TWI567338B - Lens having through hole and lighting module - Google Patents

Description

Lens with through hole and light emitting module

The present invention relates generally to a lens, and more particularly to a lens having a through hole.

With the advancement of electronic technology, Light Emitting Diode (LED) has been widely used in various lighting fixtures or displays due to its high brightness, small size, low power consumption and long life. in.

However, the light-emitting diode has the disadvantage of a small illumination angle, which in turn affects the effect of illumination. Therefore, in the conventional technique, a lens is used to improve the light-emitting angle of the light-emitting diode. Although conventional lenses have met the general purpose of use, further enhancements and improvements are needed.

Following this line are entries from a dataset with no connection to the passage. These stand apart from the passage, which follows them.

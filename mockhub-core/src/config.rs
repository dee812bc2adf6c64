use std::time::Duration;
use url::Url;

use crate::services::RetryPolicy;
use crate::Error;

pub const DEFAULT_PORT: u16 = 3080;

/// Everything a [`MockHub`](crate::context::MockHub) needs to start.
#[derive(Debug, Clone)]
pub struct HubConfig {
    /// The route is mounted on this URL's path.
    pub hub_url: String,
    /// Bind our own listener on `0.0.0.0:<port>`. `None` leaves serving to the caller via
    /// [`MockHub::router`](crate::context::MockHub::router).
    pub listen_port: Option<u16>,
    pub database_url: String,
    pub busy_timeout: Duration,
    /// Shared by the verification, removal and purge jobs.
    pub poll_interval: Duration,
    /// Raise per-step handshake, request and delivery logs from debug to info.
    pub verbose: bool,
    /// Log verification transport errors and failed deliveries at error level.
    pub log_errors: bool,
    /// Wipe every subscription once the store is ready.
    pub clear_on_start: bool,
    pub delivery: RetryPolicy,
    /// `None` retries contended transactions until they go through.
    pub max_contention_retries: Option<u32>,
}

impl Default for HubConfig {
    fn default() -> Self {
        Self {
            hub_url: format!("http://localhost:{}/hub", DEFAULT_PORT),
            listen_port: None,
            database_url: "sqlite://mockhub.db".to_string(),
            busy_timeout: Duration::from_secs(5),
            poll_interval: Duration::from_millis(10_000),
            verbose: false,
            log_errors: false,
            clear_on_start: false,
            delivery: RetryPolicy::default(),
            max_contention_retries: None,
        }
    }
}

impl HubConfig {
    /// Path component of `hub_url`, e.g. `/hub`.
    pub fn hub_path(&self) -> Result<String, Error> {
        let url = Url::parse(&self.hub_url)?;
        Ok(url.path().to_string())
    }
}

It is an object of the present invention to provide a lens having a through hole and a light emitting module, which has a low manufacturing cost and can effectively increase the light extraction rate.

The present invention provides a lens having a through hole including an annular portion and at least three reflecting portions. The annular portion has an inner side wall. The reflecting portion is arranged on the inner side wall of the annular portion, and the reflecting portion surrounds and forms a through hole.

The invention provides a light emitting module having the above lens. The light emitting module further includes a substrate and a light emitting component. The substrate has a bearing surface. through The annular portion of the mirror and the reflecting portion are disposed on the bearing surface. The light emitting element is disposed on the carrying surface and is located in the through hole and surrounded by the reflecting portion.

The present invention provides a lens having a through hole including an annular portion and at least three reflecting portions. The annular portion has an inner side wall. The reflecting portion is arranged on the inner side wall of the annular portion, and the reflecting portion surrounds and forms a through hole. Each of the reflecting portions has a first curved surface, a second curved surface opposite to the first curved surface, and one protruding end connecting the first curved surface and the second curved surface. The protruding end is arranged around the through hole, and the distance between the first curved surface and the second curved surface is gradually increased from the protruding end to the protruding end.

The invention provides a light emitting module having the above lens. The light emitting module further includes a substrate and a light emitting component. The substrate has a bearing surface. The annular portion of the lens and the reflecting portion are provided on the bearing surface. The light emitting element is disposed on the carrying surface and is located in the through hole and surrounded by the reflecting portion.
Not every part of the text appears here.